- Born: November 13, 1984 (age 41) Ankara, Turkey
- Occupation: Actor
- Years active: 2010–present
- Spouse: Hande Soral ​(m. 2017)​
- Children: 1

= İsmail Demirci =

Turkish actor (born 1984)

İsmail Demirci (born 13 November 1984) is a Turkish actor.

Demirci was born in 1984 in Ankara. His family, who immigrated from Bulgaria, is of Turkish descent. In 2009, he graduated from Anadolu University State Conservatory with a degree in theatre studies.

He made his television debut in 2010 with a role in the popular family comedy İki Aile series. He continued his career by appearing in recurring roles in series such as Anneler ile Kızları, Fabrika Kızı, Serçe Sarayı, Babamın Günahları. His period roles are in Mehmed:Bir Cihan Fatihi, Mor Menekşeler, Ben Onu Çok Sevdim, Türkan, Muhteşem Yüzyıl: Kösem.

In 2014, he was cast in the surreal comedy movie Tut Sözünü, followed by Babaların Babası in 2016, and Posta Kutusu in 2017. For his performance in Posta Kutusu, he won the Best Actor award at the Krajina Film Festival.

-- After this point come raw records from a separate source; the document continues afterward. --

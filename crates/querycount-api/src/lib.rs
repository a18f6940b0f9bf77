//! HTTP API for code snippet submissions.
//!
//! Two JSON routes sit behind a permissive CORS layer and every other path
//! falls through to static files:
//!
//! - `GET /api/queryCounts` lists the five most recent submissions
//! - `POST /api/queryCountCheck` stores a submission and queues a webhook
//!   notification

#![forbid(unsafe_code)]
#![warn(missing_docs)]

use std::sync::Arc;

use querycount_core::SubmissionStore;
use querycount_notify::Notifier;

pub mod config;
pub mod error;
pub mod handlers;
pub mod middleware;
pub mod server;

pub use config::Config;
pub use error::ApiError;
pub use server::{create_router, start_server, RouterOptions};

/// Shared state injected into every handler.
#[derive(Clone)]
pub struct AppState {
    /// Record store for submissions
    pub store: Arc<dyn SubmissionStore>,
    /// Handle for best-effort webhook notification
    pub notifier: Notifier,
}

impl AppState {
    /// Creates application state from a store and a notifier handle.
    pub fn new(store: Arc<dyn SubmissionStore>, notifier: Notifier) -> Self {
        Self { store, notifier }
    }
}
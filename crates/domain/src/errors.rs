//! 领域模型错误定义
//!
//! 定义了系统中所有可能的错误类型，提供清晰的错误上下文。

use thiserror::Error;

/// 领域模型错误类型
#[derive(Error, Debug, Clone, PartialEq)]
pub enum DomainError {
    #[error("chat not found")]
    ChatNotFound,

    #[error("message not found")]
    MessageNotFound,

    #[error("reaction not found")]
    ReactionNotFound,

    #[error("reply not found")]
    ReplyNotFound,

    #[error("delivery status not found")]
    DeliveryStatusNotFound,

    #[error("chat block not found")]
    ChatBlockNotFound,

    #[error("notification not found")]
    NotificationNotFound,

    #[error("user not found")]
    UserNotFound,

    /// 操作者不是会话成员
    #[error("user is not a member of this chat")]
    NotChatMember,

    /// 只有消息发送者可以修改或删除消息
    #[error("only the sender may modify this message")]
    NotMessageOwner,

    /// 参数校验失败
    #[error("invalid argument {field}: {reason}")]
    InvalidArgument { field: String, reason: String },
}

impl DomainError {
    pub fn invalid_argument(field: impl Into<String>, reason: impl Into<String>) -> Self {
        Self::InvalidArgument {
            field: field.into(),
            reason: reason.into(),
        }
    }
}

/// 领域模型结果类型
pub type DomainResult<T> = Result<T, DomainError>;

/// 持久化层错误
#[derive(Error, Debug, Clone, PartialEq)]
pub enum RepositoryError {
    #[error("record not found")]
    NotFound,

    /// 唯一约束冲突
    #[error("record already exists")]
    Conflict,

    #[error("storage error: {message}")]
    Storage { message: String },
}

impl RepositoryError {
    pub fn storage(message: impl Into<String>) -> Self {
        Self::Storage {
            message: message.into(),
        }
    }
}
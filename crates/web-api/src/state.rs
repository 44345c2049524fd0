use std::sync::Arc;

use application::{ChatService, ConnectionAuthenticator, NotificationService};
use infrastructure::ConnectionRegistry;

use crate::JwtService;

#[derive(Clone)]
pub struct AppState {
    pub chat_service: Arc<ChatService>,
    pub notification_service: Arc<NotificationService>,
    pub jwt_service: Arc<JwtService>,
    /// WebSocket 握手校验
    pub authenticator: Arc<ConnectionAuthenticator>,
    pub registry: Arc<ConnectionRegistry>,
}

impl AppState {
    pub fn new(
        chat_service: Arc<ChatService>,
        notification_service: Arc<NotificationService>,
        jwt_service: Arc<JwtService>,
        authenticator: Arc<ConnectionAuthenticator>,
        registry: Arc<ConnectionRegistry>,
    ) -> Self {
        Self {
            chat_service,
            notification_service,
            jwt_service,
            authenticator,
            registry,
        }
    }
}
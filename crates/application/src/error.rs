use domain::{DomainError, RepositoryError};
use thiserror::Error;

#[derive(Debug, Error)]
pub enum ApplicationError {
    #[error("domain error: {0}")]
    Domain(#[from] DomainError),
    #[error("repository error: {0}")]
    Repository(#[from] RepositoryError),
    #[error("authentication failed")]
    Authentication,
    #[error("infrastructure error: {message}")]
    Infrastructure { message: String },
}

impl ApplicationError {
    /// 创建基础设施错误
    pub fn infrastructure(message: impl Into<String>) -> Self {
        ApplicationError::Infrastructure {
            message: message.into(),
        }
    }
}
//! 通知相关的 HTTP 接口

use axum::{
    extract::{Path, Query, State},
    http::StatusCode,
    routing::{get, patch, post},
    Json, Router,
};
use serde::{Deserialize, Serialize};
use serde_json::Value as JsonValue;
use validator::Validate;

use application::{CreateNotificationRequest, NotificationPage};
use domain::{Notification, NotificationId, Pagination, UserId};

use crate::{auth::AuthUser, error::ApiError, state::AppState};

#[derive(Debug, Deserialize)]
#[serde(rename_all = "camelCase")]
struct NotificationQuery {
    page: Option<u32>,
    page_size: Option<u32>,
}

#[derive(Debug, Deserialize, Validate)]
#[serde(rename_all = "camelCase")]
struct CreateNotificationPayload {
    user_id: UserId,
    #[validate(length(min = 1, max = 1000))]
    text: String,
    #[serde(rename = "type")]
    #[validate(length(min = 1, max = 64))]
    notification_type: String,
    #[serde(default)]
    meta_data: JsonValue,
    #[validate(url)]
    icon: Option<String>,
    #[serde(default)]
    podcast: bool,
}

#[derive(Debug, Deserialize, Validate)]
struct BulkReadPayload {
    #[validate(length(max = 500))]
    ids: Vec<NotificationId>,
}

#[derive(Debug, Serialize)]
struct ReadResponse {
    updated: u64,
}

pub(crate) fn routes() -> Router<AppState> {
    Router::new()
        .route("/notifications", post(create_notification))
        .route("/notifications/me", get(my_notifications))
        .route("/notifications/read", patch(mark_bulk_as_read))
        .route("/notifications/{notification_id}/read", patch(mark_as_read))
}

/// 由其他业务模块触发；`metaData.senderId` 指向触发者
async fn create_notification(
    State(state): State<AppState>,
    AuthUser(caller): AuthUser,
    Json(payload): Json<CreateNotificationPayload>,
) -> Result<(StatusCode, Json<Notification>), ApiError> {
    payload.validate()?;
    tracing::debug!(caller = %caller, recipient = %payload.user_id, "notification requested");

    let notification = state
        .notification_service
        .create(CreateNotificationRequest {
            user_id: payload.user_id,
            text: payload.text,
            notification_type: payload.notification_type,
            meta_data: payload.meta_data,
            icon: payload.icon,
            podcast: payload.podcast,
        })
        .await?;
    Ok((StatusCode::CREATED, Json(notification)))
}

async fn my_notifications(
    State(state): State<AppState>,
    AuthUser(user_id): AuthUser,
    Query(query): Query<NotificationQuery>,
) -> Result<Json<NotificationPage>, ApiError> {
    let page = state
        .notification_service
        .list_for_user(user_id, Pagination::new(query.page, query.page_size))
        .await?;
    Ok(Json(page))
}

async fn mark_as_read(
    State(state): State<AppState>,
    AuthUser(user_id): AuthUser,
    Path(notification_id): Path<NotificationId>,
) -> Result<Json<ReadResponse>, ApiError> {
    let updated = state
        .notification_service
        .mark_as_read(notification_id, user_id)
        .await?;
    Ok(Json(ReadResponse { updated }))
}

async fn mark_bulk_as_read(
    State(state): State<AppState>,
    AuthUser(user_id): AuthUser,
    Json(payload): Json<BulkReadPayload>,
) -> Result<Json<ReadResponse>, ApiError> {
    payload.validate()?;

    let updated = state
        .notification_service
        .mark_bulk_as_read(&payload.ids, user_id)
        .await?;
    Ok(Json(ReadResponse { updated }))
}
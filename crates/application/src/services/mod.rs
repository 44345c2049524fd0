mod chat_service;
mod notification_service;

pub use chat_service::{
    AddReactionRequest, AddReplyRequest, BlockUserRequest, ChatQuery, ChatService,
    ChatServiceDependencies, CreateChatRequest, GroupMeta, SendMessageRequest,
    UpdateMessageRequest,
};
pub use notification_service::{
    CreateNotificationRequest, NotificationService, NotificationServiceDependencies,
};
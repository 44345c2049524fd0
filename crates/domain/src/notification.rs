//! 通知实体定义

use serde::{Deserialize, Serialize};
use serde_json::Value as JsonValue;

use crate::value_objects::{NotificationId, Timestamp, UserId};

/// 通知实体
///
/// 归属接收者；创建后只允许 未读 → 已读 的单向转换。
#[derive(Debug, Clone, PartialEq, Serialize, Deserialize)]
#[serde(rename_all = "camelCase")]
pub struct Notification {
    pub id: NotificationId,
    /// 接收者
    pub user_id: UserId,
    pub text: String,
    /// 通知类型，由调用方定义
    #[serde(rename = "type")]
    pub notification_type: String,
    /// 不透明的附加数据，约定 `senderId` 字段指向触发者
    pub meta_data: JsonValue,
    pub icon: Option<String>,
    pub podcast: bool,
    pub read: bool,
    pub created_at: Timestamp,
}

impl Notification {
    pub fn new(
        user_id: UserId,
        text: impl Into<String>,
        notification_type: impl Into<String>,
        meta_data: JsonValue,
        icon: Option<String>,
        podcast: bool,
        created_at: Timestamp,
    ) -> Self {
        Self {
            id: NotificationId::generate(),
            user_id,
            text: text.into(),
            notification_type: notification_type.into(),
            meta_data,
            icon,
            podcast,
            read: false,
            created_at,
        }
    }

    /// 元数据中的触发者ID
    pub fn sender_id(&self) -> Option<UserId> {
        self.meta_data
            .get("senderId")
            .and_then(JsonValue::as_str)
            .and_then(|raw| uuid::Uuid::parse_str(raw).ok())
            .map(UserId::from)
    }

    pub fn mark_read(&mut self) {
        self.read = true;
    }
}
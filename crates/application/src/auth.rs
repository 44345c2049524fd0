//! 连接级身份校验
//!
//! 握手时携带的 bearer 凭证经 [`TokenVerifier`] 校验，再通过 [`UserDirectory`]
//! 解析为已知用户。任何一步失败都返回 `None`，调用方直接断开连接。

use std::sync::Arc;

use domain::{UserId, UserProfile};
use serde::{Deserialize, Serialize};
use thiserror::Error;
use uuid::Uuid;

use crate::repository::UserDirectory;

/// JWT Claims 结构
#[derive(Debug, Clone, PartialEq, Eq, Serialize, Deserialize)]
pub struct Claims {
    pub sub: Uuid,
    pub exp: i64, // 过期时间 (Unix timestamp)
}

impl Claims {
    pub fn user_id(&self) -> UserId {
        UserId::from(self.sub)
    }
}

#[derive(Debug, Error)]
pub enum TokenError {
    #[error("missing token")]
    Missing,
    #[error("invalid token: {0}")]
    Invalid(String),
}

pub trait TokenVerifier: Send + Sync {
    fn verify(&self, token: &str) -> Result<Claims, TokenError>;
}

pub struct ConnectionAuthenticator {
    verifier: Arc<dyn TokenVerifier>,
    users: Arc<dyn UserDirectory>,
}

impl ConnectionAuthenticator {
    pub fn new(verifier: Arc<dyn TokenVerifier>, users: Arc<dyn UserDirectory>) -> Self {
        Self { verifier, users }
    }

    pub async fn authenticate(&self, token: Option<&str>) -> Option<UserProfile> {
        let token = match token.map(str::trim).filter(|token| !token.is_empty()) {
            Some(token) => token,
            None => {
                tracing::debug!(reason = %TokenError::Missing, "connection rejected");
                return None;
            }
        };

        let claims = match self.verifier.verify(token) {
            Ok(claims) => claims,
            Err(err) => {
                tracing::debug!(error = %err, "connection rejected");
                return None;
            }
        };

        match self.users.find_by_id(claims.user_id()).await {
            Ok(Some(user)) => Some(user),
            Ok(None) => {
                tracing::debug!(user_id = %claims.sub, "connection rejected: unknown user");
                None
            }
            Err(err) => {
                tracing::warn!(user_id = %claims.sub, error = %err, "user lookup failed during handshake");
                None
            }
        }
    }
}
use std::collections::HashMap;

use domain::{ChatId, DomainError, Message, MessageId};

use crate::dto::{ChatView, MessageView};
use crate::error::ApplicationError;
use crate::repository::{
    ChatMemberRepository, ChatRepository, DeliveryStatusRepository, MessageRepository,
};

/// 为一批消息补齐表态、回复与投递状态，保持输入顺序
pub(crate) async fn assemble_messages(
    messages: &dyn MessageRepository,
    statuses: &dyn DeliveryStatusRepository,
    items: Vec<Message>,
) -> Result<Vec<MessageView>, ApplicationError> {
    if items.is_empty() {
        return Ok(Vec::new());
    }
    let ids: Vec<MessageId> = items.iter().map(|message| message.id).collect();

    let mut reactions = HashMap::<MessageId, Vec<_>>::new();
    for reaction in messages.reactions_for(&ids).await? {
        reactions.entry(reaction.message_id).or_default().push(reaction);
    }
    let mut replies = HashMap::<MessageId, Vec<_>>::new();
    for reply in messages.replies_for(&ids).await? {
        replies.entry(reply.message_id).or_default().push(reply);
    }
    let mut tracked = HashMap::<MessageId, Vec<_>>::new();
    for status in statuses.list_for_messages(&ids).await? {
        tracked.entry(status.message_id).or_default().push(status);
    }

    Ok(items
        .into_iter()
        .map(|message| MessageView {
            reactions: reactions.remove(&message.id).unwrap_or_default(),
            replies: replies.remove(&message.id).unwrap_or_default(),
            statuses: tracked.remove(&message.id).unwrap_or_default(),
            message,
        })
        .collect())
}

pub(crate) async fn assemble_message(
    messages: &dyn MessageRepository,
    statuses: &dyn DeliveryStatusRepository,
    id: MessageId,
) -> Result<MessageView, ApplicationError> {
    let message = messages
        .find_by_id(id)
        .await?
        .ok_or(DomainError::MessageNotFound)?;
    assemble_messages(messages, statuses, vec![message])
        .await?
        .pop()
        .ok_or_else(|| DomainError::MessageNotFound.into())
}

pub(crate) async fn assemble_chat(
    chats: &dyn ChatRepository,
    members: &dyn ChatMemberRepository,
    id: ChatId,
) -> Result<ChatView, ApplicationError> {
    let chat = chats.find_by_id(id).await?.ok_or(DomainError::ChatNotFound)?;
    let members = members.list_members(id).await?;
    let group = chats.group_details(&[id]).await?.pop();
    Ok(ChatView {
        chat,
        members,
        group,
    })
}
//! 应用层实现。
//!
//! 这里提供围绕领域模型的用例服务：投递账本、会话编排、通知编排，
//! 以及对外部适配器（持久化、实时推送、身份校验）的抽象。

pub mod auth;
pub mod clock;
pub mod delivery;
pub mod dispatcher;
pub mod dto;
pub mod error;
pub mod memory;
pub mod repository;
pub mod services;
mod views;

pub use auth::{Claims, ConnectionAuthenticator, TokenError, TokenVerifier};
pub use clock::{Clock, SystemClock};
pub use delivery::{DeliveryLedger, DeliveryLedgerDependencies, ReceiptOutcome};
pub use dispatcher::{DispatchExt, RealtimeDispatcher, RealtimeEvent};
pub use dto::{
    ChatListItem, ChatPage, ChatView, MessageView, NotificationItem, NotificationPage,
    UnseenCount,
};
pub use error::ApplicationError;
pub use repository::{
    ChatBlockRepository, ChatMemberRepository, ChatRepository, DeliveryStatusRepository,
    MessageRepository, NotificationRepository, UserDirectory,
};
pub use services::{
    AddReactionRequest, AddReplyRequest, BlockUserRequest, ChatQuery, ChatService,
    ChatServiceDependencies, CreateChatRequest, CreateNotificationRequest, GroupMeta,
    NotificationService, NotificationServiceDependencies, SendMessageRequest,
    UpdateMessageRequest,
};
#[async_trait]
impl NotificationRepository for InMemoryStore {
    async fn create(&self, notification: Notification) -> Result<Notification, RepositoryError> {
        let mut state = self.state.write().await;
        state.notifications.push(notification.clone());
        Ok(notification)
    }

    async fn find_by_id(
        &self,
        id: NotificationId,
    ) -> Result<Option<Notification>, RepositoryError> {
        let state = self.state.read().await;
        Ok(state
            .notifications
            .iter()
            .find(|notification| notification.id == id)
            .cloned())
    }

    async fn list_for_user(
        &self,
        user_id: UserId,
        page: Pagination,
    ) -> Result<Vec<Notification>, RepositoryError> {
        let state = self.state.read().await;
        let mut rows: Vec<Notification> = state
            .notifications
            .iter()
            .rev()
            .filter(|notification| notification.user_id == user_id)
            .cloned()
            .collect();
        // 稳定排序，同一时刻创建的保持后插入在前
        rows.sort_by(|a, b| b.created_at.cmp(&a.created_at));
        Ok(page_of(&rows, page))
    }

    async fn count_for_user(&self, user_id: UserId) -> Result<u64, RepositoryError> {
        let state = self.state.read().await;
        Ok(state
            .notifications
            .iter()
            .filter(|notification| notification.user_id == user_id)
            .count() as u64)
    }

    async fn count_unread(&self, user_id: UserId) -> Result<u64, RepositoryError> {
        let state = self.state.read().await;
        Ok(state
            .notifications
            .iter()
            .filter(|notification| notification.user_id == user_id && !notification.read)
            .count() as u64)
    }

    async fn mark_read(
        &self,
        user_id: UserId,
        ids: &[NotificationId],
    ) -> Result<u64, RepositoryError> {
        let mut state = self.state.write().await;
        let mut affected = 0;
        for notification in state.notifications.iter_mut().filter(|notification| {
            notification.user_id == user_id && !notification.read && ids.contains(&notification.id)
        }) {
            notification.mark_read();
            affected += 1;
        }
        Ok(affected)
    }
}

#[async_trait]
impl UserDirectory for InMemoryStore {
    async fn find_by_id(&self, id: UserId) -> Result<Option<UserProfile>, RepositoryError> {
        Ok(self.state.read().await.users.get(&id).cloned())
    }

    async fn find_many(&self, ids: &[UserId]) -> Result<Vec<UserProfile>, RepositoryError> {
        let state = self.state.read().await;
        Ok(ids
            .iter()
            .filter_map(|id| state.users.get(id))
            .cloned()
            .collect())
    }
}

/// 记录所有推送事件的分发器
#[derive(Default)]
pub struct RecordingDispatcher {
    events: RwLock<Vec<(UserId, RealtimeEvent)>>,
}

impl RecordingDispatcher {
    pub fn new() -> Self {
        Self::default()
    }

    pub async fn events(&self) -> Vec<(UserId, RealtimeEvent)> {
        self.events.read().await.clone()
    }

    pub async fn events_for(&self, user_id: UserId) -> Vec<RealtimeEvent> {
        self.events
            .read()
            .await
            .iter()
            .filter(|(recipient, _)| *recipient == user_id)
            .map(|(_, event)| event.clone())
            .collect()
    }

    pub async fn clear(&self) {
        self.events.write().await.clear();
    }
}

#[async_trait]
impl RealtimeDispatcher for RecordingDispatcher {
    async fn emit_to_user(&self, user_id: UserId, event: RealtimeEvent) {
        self.events.write().await.push((user_id, event));
    }
}
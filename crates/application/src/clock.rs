use domain::Timestamp;

pub trait Clock: Send + Sync {
    fn now(&self) -> Timestamp;
}

#[derive(Debug, Default)]
pub struct SystemClock;

impl Clock for SystemClock {
    fn now(&self) -> Timestamp {
        chrono::Utc::now()
    }
}
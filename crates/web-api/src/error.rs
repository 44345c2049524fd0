use application::ApplicationError;
use axum::{
    http::StatusCode,
    response::{IntoResponse, Response},
    Json,
};
use domain::{DomainError, RepositoryError};
use serde::Serialize;

#[derive(Debug, Serialize)]
pub struct ErrorBody {
    pub code: &'static str,
    pub message: String,
}

#[derive(Debug)]
pub struct ApiError {
    status: StatusCode,
    body: ErrorBody,
}

impl ApiError {
    pub fn new(status: StatusCode, code: &'static str, message: impl Into<String>) -> Self {
        Self {
            status,
            body: ErrorBody {
                code,
                message: message.into(),
            },
        }
    }

    pub fn unauthorized(message: impl Into<String>) -> Self {
        Self::new(StatusCode::UNAUTHORIZED, "UNAUTHORIZED", message)
    }

    pub fn bad_request(message: impl Into<String>) -> Self {
        Self::new(StatusCode::BAD_REQUEST, "BAD_REQUEST", message)
    }

    pub fn internal_server_error(message: impl Into<String>) -> Self {
        Self::new(StatusCode::INTERNAL_SERVER_ERROR, "INTERNAL_ERROR", message)
    }

    pub fn status(&self) -> StatusCode {
        self.status
    }

    pub fn code(&self) -> &'static str {
        self.body.code
    }
}

fn not_found(code: &'static str, what: &str) -> ApiError {
    ApiError::new(StatusCode::NOT_FOUND, code, format!("{what} not found"))
}

impl From<ApplicationError> for ApiError {
    fn from(error: ApplicationError) -> Self {
        use ApplicationError as AppErr;

        match error {
            AppErr::Domain(DomainError::InvalidArgument { field, reason }) => ApiError::new(
                StatusCode::BAD_REQUEST,
                "INVALID_ARGUMENT",
                format!("{field}: {reason}"),
            ),
            AppErr::Domain(DomainError::ChatNotFound) => not_found("CHAT_NOT_FOUND", "chat"),
            AppErr::Domain(DomainError::MessageNotFound) => {
                not_found("MESSAGE_NOT_FOUND", "message")
            }
            AppErr::Domain(DomainError::ReactionNotFound) => {
                not_found("REACTION_NOT_FOUND", "reaction")
            }
            AppErr::Domain(DomainError::ReplyNotFound) => not_found("REPLY_NOT_FOUND", "reply"),
            AppErr::Domain(DomainError::DeliveryStatusNotFound) => {
                not_found("STATUS_NOT_FOUND", "delivery status")
            }
            AppErr::Domain(DomainError::ChatBlockNotFound) => not_found("BLOCK_NOT_FOUND", "block"),
            AppErr::Domain(DomainError::NotificationNotFound) => {
                not_found("NOTIFICATION_NOT_FOUND", "notification")
            }
            AppErr::Domain(DomainError::UserNotFound) => not_found("USER_NOT_FOUND", "user"),
            AppErr::Domain(DomainError::NotChatMember) => ApiError::new(
                StatusCode::FORBIDDEN,
                "NOT_CHAT_MEMBER",
                "user is not a member of this chat",
            ),
            AppErr::Domain(DomainError::NotMessageOwner) => ApiError::new(
                StatusCode::FORBIDDEN,
                "NOT_MESSAGE_OWNER",
                "only the sender may modify this message",
            ),
            AppErr::Repository(repo_err) => match repo_err {
                RepositoryError::NotFound => ApiError::new(
                    StatusCode::NOT_FOUND,
                    "NOT_FOUND",
                    "requested resource not found",
                ),
                RepositoryError::Conflict => {
                    ApiError::new(StatusCode::CONFLICT, "CONFLICT", "resource already exists")
                }
                RepositoryError::Storage { message } => {
                    tracing::error!(error = %message, "storage failure");
                    ApiError::new(
                        StatusCode::INTERNAL_SERVER_ERROR,
                        "DATABASE_ERROR",
                        "database error",
                    )
                }
            },
            AppErr::Authentication => ApiError::new(
                StatusCode::UNAUTHORIZED,
                "AUTHENTICATION_FAILED",
                "authentication failed",
            ),
            AppErr::Infrastructure { message } => {
                tracing::error!(error = %message, "infrastructure failure");
                ApiError::new(
                    StatusCode::INTERNAL_SERVER_ERROR,
                    "INFRASTRUCTURE_ERROR",
                    message,
                )
            }
        }
    }
}

impl From<validator::ValidationErrors> for ApiError {
    fn from(errors: validator::ValidationErrors) -> Self {
        ApiError::new(StatusCode::BAD_REQUEST, "INVALID_ARGUMENT", errors.to_string())
    }
}

impl IntoResponse for ApiError {
    fn into_response(self) -> Response {
        (self.status, Json(self.body)).into_response()
    }
}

He briefly appeared in the crime series such as Çarpışma, Kurtlar Vadisi Pusu, Reaksiyon. In 2019, he was cast in a leading role in Kuzey Yıldızı İlk Aşk.

== Filmography ==

Film
| Title | Role | Year | Note |
| Tut Sözünü |  | 2014 |  |
| Babaların Babası | Berk Çetin | 2016 |  |
| Posta Kutusu |  | 2017 |  |
Short Film
| Title | Role | Year | Note |
| Sessiz Gece | Ozan |  |  |

Tv series
| Title | Role | Year | Note |
| Mehmed:Fetihler Sultani | Gedik Ahmed Pasha) | 2026 |  |
| İyilik | Murat Karacakaya) | 2022 |  |
| Yalancılar ve Mumları | Engin Sezer | 2021 |  |
| Kuzey Yıldızı İlk Aşk | Kuzey Mollaoğlu | 2019–2021 |  |
| Çarpışma | Galip | 2018 |  |
| Mehmed: Bir Cihan Fatihi | Şehzade Orhan | 2018 |  |
| Babamın Günahları | Reha | 2018 |  |
| Muhteşem Yüzyıl: Kösem | Kemankeş Kara Mustafa Pasha | 2016–2017 |  |
| Fabrika Kızı | Ferhat | 2015 |  |
| Serçe Sarayı | Ramazan | 2015 |  |
| Reaksiyon | Tekin | 2014 |  |
| Kurtlar Vadisi Pusu | Erkan | 2012–2013 |  |
| Ben Onu Çok Sevdim | Talat | 2013–2014 |  |
| Mor Menekşeler | Harun | 2012 |  |
| Anneler ile Kızları | Sedat | 2011 |  |
| Türkan | Assistant Doctor Mehmet |  |  |
| İki Aile |  |  |  |

=== As voice actor ===

- İrfan in University (narrator) (2013)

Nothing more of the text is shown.